* _Activity_
Stop at the line containing "pub const SUMMARIES_KEY: &str": every line of the listing from the first up to that one must be set down exactly.

Data extracts section start

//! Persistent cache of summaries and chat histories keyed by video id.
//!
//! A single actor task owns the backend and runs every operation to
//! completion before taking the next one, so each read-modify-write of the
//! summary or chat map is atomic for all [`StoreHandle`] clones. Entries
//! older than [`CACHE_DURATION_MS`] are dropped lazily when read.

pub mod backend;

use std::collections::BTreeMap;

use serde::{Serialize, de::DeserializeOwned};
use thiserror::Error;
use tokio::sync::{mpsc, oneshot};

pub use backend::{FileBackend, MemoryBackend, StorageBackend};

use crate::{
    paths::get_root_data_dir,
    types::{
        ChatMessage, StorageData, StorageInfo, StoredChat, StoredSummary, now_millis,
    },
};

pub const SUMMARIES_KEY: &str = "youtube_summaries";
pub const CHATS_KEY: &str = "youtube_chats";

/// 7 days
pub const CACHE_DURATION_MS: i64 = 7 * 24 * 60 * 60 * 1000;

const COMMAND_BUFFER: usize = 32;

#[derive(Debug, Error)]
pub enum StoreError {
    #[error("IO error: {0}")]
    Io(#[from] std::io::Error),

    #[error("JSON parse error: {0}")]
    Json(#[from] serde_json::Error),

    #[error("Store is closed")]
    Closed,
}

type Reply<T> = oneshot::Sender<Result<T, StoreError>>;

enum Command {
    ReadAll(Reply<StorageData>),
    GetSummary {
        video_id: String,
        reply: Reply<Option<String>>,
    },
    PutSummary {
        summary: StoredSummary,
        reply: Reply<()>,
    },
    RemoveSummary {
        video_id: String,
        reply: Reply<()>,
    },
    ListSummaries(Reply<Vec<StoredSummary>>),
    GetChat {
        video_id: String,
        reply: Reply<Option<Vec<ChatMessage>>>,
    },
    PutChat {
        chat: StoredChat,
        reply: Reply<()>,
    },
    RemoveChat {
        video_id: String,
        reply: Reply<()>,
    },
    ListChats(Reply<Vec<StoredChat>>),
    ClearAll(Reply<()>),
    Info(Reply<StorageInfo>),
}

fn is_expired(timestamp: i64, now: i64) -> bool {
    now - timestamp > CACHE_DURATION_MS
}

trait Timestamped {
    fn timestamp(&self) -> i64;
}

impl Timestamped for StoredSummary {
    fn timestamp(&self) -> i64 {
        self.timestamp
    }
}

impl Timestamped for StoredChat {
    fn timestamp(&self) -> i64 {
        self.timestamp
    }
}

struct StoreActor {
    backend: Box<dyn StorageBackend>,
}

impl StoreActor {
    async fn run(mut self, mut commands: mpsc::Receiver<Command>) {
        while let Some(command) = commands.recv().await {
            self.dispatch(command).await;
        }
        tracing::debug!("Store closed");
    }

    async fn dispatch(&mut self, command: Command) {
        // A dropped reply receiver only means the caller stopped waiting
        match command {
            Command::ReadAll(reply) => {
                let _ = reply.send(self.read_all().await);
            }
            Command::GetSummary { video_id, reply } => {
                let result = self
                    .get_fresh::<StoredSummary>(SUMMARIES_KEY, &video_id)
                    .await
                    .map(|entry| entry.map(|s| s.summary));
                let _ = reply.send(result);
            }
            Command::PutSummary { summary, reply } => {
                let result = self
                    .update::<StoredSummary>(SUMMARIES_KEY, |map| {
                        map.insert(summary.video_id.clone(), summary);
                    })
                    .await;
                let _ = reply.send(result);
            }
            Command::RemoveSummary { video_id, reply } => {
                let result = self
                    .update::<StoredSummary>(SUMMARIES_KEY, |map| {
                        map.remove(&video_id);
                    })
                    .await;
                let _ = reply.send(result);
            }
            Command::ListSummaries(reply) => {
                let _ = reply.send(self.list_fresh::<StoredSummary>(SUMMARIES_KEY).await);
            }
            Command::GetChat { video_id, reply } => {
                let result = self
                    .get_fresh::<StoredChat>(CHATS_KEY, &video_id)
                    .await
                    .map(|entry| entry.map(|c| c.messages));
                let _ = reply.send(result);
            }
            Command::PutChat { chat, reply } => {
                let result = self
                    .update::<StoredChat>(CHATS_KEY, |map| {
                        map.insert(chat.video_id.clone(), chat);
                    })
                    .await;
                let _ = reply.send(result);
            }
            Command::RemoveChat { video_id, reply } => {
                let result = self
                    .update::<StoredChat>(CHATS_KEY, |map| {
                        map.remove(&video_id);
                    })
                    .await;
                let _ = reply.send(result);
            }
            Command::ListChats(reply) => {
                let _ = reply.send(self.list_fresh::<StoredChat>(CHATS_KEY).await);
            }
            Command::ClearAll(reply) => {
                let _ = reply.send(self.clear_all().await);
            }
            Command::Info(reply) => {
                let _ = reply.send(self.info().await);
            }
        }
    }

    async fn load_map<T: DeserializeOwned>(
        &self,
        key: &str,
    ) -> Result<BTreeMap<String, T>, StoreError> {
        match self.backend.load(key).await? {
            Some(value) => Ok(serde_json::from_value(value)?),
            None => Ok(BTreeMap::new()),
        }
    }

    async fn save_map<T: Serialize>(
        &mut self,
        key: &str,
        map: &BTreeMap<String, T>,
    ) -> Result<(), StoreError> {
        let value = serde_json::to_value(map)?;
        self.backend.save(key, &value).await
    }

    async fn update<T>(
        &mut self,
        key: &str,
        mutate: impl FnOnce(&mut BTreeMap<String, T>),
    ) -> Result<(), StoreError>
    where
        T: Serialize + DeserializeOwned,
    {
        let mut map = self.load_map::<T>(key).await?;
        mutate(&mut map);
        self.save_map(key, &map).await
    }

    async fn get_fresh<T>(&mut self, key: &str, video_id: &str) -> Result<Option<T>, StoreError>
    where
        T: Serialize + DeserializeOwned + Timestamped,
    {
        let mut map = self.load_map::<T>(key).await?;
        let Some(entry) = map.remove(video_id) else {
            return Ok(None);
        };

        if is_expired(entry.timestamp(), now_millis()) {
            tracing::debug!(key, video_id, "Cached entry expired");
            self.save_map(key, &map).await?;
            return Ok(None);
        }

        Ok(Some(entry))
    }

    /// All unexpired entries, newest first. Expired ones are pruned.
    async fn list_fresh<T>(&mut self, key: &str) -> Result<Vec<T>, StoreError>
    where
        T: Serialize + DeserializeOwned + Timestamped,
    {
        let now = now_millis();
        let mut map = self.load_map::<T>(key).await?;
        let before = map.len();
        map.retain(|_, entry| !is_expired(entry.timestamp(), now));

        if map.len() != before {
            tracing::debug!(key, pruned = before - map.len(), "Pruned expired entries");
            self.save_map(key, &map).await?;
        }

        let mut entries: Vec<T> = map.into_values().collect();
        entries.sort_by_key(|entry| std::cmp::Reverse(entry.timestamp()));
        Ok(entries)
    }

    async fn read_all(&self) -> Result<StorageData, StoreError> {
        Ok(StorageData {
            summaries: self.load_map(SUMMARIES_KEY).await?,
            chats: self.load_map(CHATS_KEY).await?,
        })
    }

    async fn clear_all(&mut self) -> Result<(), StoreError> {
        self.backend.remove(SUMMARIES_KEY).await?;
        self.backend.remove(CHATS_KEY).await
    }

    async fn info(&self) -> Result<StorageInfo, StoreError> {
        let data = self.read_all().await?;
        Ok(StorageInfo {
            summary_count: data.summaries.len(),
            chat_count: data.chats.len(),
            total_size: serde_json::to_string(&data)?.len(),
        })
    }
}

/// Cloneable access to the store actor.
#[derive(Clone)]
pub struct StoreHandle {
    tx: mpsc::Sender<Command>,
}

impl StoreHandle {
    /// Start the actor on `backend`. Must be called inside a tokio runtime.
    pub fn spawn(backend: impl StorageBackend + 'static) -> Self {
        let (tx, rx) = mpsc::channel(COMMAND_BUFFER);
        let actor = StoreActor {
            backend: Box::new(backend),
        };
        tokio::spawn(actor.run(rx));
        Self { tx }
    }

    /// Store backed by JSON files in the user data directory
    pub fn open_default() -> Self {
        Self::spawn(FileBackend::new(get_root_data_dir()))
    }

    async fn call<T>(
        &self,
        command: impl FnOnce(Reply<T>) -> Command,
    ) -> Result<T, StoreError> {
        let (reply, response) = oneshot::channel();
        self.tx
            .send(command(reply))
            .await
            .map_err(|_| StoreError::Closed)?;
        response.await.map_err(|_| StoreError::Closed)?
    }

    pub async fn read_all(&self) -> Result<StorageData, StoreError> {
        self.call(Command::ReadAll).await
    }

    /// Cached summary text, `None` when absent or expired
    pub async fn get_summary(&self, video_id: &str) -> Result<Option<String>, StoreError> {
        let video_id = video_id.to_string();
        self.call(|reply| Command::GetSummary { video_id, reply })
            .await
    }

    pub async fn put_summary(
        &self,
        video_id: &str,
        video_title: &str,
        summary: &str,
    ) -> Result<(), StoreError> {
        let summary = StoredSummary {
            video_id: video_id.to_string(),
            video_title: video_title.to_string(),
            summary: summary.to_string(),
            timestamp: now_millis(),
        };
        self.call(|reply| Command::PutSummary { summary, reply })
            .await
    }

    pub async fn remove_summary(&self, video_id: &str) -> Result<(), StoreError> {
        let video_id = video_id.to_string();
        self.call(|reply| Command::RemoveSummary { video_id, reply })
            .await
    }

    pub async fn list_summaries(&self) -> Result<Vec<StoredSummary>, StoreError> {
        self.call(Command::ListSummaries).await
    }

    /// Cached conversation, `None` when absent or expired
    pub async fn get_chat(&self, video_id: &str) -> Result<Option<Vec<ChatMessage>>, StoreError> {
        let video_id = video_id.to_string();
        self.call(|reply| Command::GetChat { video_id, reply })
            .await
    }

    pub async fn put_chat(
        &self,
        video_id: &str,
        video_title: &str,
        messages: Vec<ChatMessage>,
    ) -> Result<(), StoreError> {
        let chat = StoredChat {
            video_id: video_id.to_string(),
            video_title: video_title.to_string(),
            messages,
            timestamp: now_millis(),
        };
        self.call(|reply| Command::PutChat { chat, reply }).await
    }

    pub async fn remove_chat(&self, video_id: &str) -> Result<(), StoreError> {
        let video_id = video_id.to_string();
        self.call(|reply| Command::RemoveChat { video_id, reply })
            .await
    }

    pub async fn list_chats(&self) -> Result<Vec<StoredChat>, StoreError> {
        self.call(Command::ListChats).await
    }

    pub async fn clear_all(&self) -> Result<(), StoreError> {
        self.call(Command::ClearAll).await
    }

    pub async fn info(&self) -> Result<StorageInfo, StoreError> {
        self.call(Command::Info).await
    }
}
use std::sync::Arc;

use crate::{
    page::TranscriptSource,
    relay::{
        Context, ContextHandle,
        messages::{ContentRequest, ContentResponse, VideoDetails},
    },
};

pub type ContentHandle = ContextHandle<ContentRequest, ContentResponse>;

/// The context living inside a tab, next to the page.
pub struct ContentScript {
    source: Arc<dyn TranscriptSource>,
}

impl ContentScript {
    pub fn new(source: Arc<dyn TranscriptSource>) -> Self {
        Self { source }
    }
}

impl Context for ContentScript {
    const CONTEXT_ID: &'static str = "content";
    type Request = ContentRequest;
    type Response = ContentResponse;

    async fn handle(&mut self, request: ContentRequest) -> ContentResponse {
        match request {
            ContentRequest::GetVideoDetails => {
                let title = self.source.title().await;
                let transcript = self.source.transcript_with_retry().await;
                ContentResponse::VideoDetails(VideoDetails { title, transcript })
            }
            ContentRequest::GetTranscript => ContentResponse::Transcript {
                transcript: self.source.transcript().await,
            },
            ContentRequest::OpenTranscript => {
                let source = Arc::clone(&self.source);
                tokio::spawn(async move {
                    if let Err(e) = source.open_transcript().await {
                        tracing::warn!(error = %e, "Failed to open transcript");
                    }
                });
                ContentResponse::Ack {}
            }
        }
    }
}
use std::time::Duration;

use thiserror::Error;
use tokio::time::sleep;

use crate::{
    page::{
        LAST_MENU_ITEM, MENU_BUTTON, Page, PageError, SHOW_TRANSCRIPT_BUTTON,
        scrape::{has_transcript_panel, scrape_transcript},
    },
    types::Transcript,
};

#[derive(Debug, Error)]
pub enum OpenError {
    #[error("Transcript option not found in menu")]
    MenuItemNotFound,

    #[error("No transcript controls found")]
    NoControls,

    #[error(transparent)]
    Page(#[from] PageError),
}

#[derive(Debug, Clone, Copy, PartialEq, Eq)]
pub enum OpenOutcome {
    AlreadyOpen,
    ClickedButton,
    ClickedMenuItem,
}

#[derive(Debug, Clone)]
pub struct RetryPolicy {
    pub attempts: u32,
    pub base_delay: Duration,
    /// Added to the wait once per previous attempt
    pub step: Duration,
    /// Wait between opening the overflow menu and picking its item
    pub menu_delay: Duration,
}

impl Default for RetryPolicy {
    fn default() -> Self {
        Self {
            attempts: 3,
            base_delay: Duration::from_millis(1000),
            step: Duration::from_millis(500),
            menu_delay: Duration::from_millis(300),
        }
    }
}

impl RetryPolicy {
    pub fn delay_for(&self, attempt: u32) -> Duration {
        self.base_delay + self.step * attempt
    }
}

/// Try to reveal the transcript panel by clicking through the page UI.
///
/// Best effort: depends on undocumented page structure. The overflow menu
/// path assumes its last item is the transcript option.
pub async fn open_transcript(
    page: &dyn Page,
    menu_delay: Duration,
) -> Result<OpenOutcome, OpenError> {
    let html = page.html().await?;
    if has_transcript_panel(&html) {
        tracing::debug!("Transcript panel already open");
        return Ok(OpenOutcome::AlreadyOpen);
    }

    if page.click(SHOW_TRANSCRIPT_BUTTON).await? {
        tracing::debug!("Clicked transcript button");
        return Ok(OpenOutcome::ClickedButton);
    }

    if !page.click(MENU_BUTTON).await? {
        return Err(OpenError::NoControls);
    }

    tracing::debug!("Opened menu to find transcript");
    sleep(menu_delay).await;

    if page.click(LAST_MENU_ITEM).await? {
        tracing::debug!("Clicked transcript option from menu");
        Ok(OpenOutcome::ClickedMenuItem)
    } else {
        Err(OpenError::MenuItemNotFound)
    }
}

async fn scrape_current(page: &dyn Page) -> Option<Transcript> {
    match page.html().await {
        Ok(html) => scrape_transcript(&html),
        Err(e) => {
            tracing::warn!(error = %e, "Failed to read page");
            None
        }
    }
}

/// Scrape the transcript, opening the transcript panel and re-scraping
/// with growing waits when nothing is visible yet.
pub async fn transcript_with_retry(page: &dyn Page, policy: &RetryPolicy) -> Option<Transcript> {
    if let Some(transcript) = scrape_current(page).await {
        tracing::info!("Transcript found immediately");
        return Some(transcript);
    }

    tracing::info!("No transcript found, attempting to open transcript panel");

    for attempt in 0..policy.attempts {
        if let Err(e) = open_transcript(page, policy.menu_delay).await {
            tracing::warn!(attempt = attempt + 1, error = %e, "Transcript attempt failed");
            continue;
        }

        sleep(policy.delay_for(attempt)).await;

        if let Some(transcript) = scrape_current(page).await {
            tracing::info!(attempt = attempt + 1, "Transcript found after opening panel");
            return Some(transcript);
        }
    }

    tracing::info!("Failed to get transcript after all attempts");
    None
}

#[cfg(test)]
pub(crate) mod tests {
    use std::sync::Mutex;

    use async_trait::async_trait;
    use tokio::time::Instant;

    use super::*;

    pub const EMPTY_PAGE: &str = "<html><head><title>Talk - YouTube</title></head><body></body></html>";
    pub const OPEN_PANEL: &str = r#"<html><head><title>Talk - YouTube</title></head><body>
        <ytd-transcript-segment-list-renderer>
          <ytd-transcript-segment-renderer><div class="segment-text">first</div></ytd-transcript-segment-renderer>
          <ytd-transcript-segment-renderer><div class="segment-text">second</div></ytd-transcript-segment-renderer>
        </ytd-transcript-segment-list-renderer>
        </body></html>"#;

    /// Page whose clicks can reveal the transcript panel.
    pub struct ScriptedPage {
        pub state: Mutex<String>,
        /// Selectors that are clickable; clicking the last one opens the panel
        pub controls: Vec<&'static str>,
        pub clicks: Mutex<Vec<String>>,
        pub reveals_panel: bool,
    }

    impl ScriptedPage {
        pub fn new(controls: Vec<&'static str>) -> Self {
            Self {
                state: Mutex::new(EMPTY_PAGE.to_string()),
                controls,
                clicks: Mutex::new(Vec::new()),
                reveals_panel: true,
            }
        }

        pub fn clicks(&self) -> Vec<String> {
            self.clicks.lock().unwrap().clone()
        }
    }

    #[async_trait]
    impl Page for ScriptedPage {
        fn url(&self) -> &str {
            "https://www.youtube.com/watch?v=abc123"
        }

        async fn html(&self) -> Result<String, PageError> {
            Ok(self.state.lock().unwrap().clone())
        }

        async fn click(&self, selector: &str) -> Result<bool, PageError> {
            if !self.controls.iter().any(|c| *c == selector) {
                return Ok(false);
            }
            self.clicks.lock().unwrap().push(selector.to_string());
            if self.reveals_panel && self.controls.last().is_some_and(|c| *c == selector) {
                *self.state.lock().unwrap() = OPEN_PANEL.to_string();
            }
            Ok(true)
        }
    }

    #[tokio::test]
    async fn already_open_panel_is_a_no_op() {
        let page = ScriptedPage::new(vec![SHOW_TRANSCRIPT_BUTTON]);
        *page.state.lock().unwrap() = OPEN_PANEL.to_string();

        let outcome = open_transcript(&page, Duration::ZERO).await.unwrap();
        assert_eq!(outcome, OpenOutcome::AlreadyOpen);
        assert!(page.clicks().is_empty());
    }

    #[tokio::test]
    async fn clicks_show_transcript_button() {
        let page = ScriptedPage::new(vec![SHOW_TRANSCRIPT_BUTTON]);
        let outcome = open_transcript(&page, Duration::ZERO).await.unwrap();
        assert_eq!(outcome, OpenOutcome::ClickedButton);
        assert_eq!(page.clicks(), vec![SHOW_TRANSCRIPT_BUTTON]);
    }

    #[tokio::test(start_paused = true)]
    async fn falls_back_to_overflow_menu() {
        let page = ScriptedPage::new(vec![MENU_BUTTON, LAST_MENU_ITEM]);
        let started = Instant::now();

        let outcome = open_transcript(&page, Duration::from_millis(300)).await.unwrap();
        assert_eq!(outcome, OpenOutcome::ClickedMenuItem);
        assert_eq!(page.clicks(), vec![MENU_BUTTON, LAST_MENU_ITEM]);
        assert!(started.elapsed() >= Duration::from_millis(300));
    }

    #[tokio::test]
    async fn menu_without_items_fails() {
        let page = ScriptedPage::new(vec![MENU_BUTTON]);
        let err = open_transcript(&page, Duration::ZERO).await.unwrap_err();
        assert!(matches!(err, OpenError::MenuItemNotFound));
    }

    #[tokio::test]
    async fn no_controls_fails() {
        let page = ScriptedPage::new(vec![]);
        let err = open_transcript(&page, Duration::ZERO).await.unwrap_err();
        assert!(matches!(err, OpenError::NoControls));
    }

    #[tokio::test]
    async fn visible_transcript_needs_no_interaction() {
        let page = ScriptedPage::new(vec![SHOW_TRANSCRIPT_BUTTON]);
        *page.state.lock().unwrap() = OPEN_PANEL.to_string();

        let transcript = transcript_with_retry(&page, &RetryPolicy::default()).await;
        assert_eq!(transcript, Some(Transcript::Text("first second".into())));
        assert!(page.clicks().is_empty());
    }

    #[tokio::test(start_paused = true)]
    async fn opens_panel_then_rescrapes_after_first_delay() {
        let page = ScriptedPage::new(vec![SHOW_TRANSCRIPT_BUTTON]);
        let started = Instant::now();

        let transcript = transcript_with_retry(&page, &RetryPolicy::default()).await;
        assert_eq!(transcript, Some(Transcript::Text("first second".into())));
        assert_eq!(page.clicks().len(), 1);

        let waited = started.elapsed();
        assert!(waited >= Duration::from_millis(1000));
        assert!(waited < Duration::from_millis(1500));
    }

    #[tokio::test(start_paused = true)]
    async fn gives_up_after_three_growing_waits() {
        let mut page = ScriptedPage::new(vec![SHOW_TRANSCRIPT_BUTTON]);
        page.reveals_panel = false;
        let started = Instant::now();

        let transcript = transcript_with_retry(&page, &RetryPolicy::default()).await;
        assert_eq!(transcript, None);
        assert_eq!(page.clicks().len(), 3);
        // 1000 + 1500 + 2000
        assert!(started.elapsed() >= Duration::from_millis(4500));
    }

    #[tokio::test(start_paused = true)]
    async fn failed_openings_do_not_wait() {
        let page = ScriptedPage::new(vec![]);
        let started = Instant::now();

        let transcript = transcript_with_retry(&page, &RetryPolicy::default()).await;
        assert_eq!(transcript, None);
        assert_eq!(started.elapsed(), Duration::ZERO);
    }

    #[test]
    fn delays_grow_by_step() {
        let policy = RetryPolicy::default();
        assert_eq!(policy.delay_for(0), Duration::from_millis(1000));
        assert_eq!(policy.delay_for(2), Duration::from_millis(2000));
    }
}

Data extracts section end

* _Finished exercise_
//! Persistent cache of summaries and chat histories keyed by video id.
//!
//! A single actor task owns the backend and runs every operation to
//! completion before taking the next one, so each read-modify-write of the
//! summary or chat map is atomic for all [`StoreHandle`] clones. Entries
//! older than [`CACHE_DURATION_MS`] are dropped lazily when read.

pub mod backend;

use std::collections::BTreeMap;

use serde::{Serialize, de::DeserializeOwned};
use thiserror::Error;
use tokio::sync::{mpsc, oneshot};

pub use backend::{FileBackend, MemoryBackend, StorageBackend};

use crate::{
    paths::get_root_data_dir,
    types::{
        ChatMessage, StorageData, StorageInfo, StoredChat, StoredSummary, now_millis,
    },
};

pub const SUMMARIES_KEY: &str = "youtube_summaries";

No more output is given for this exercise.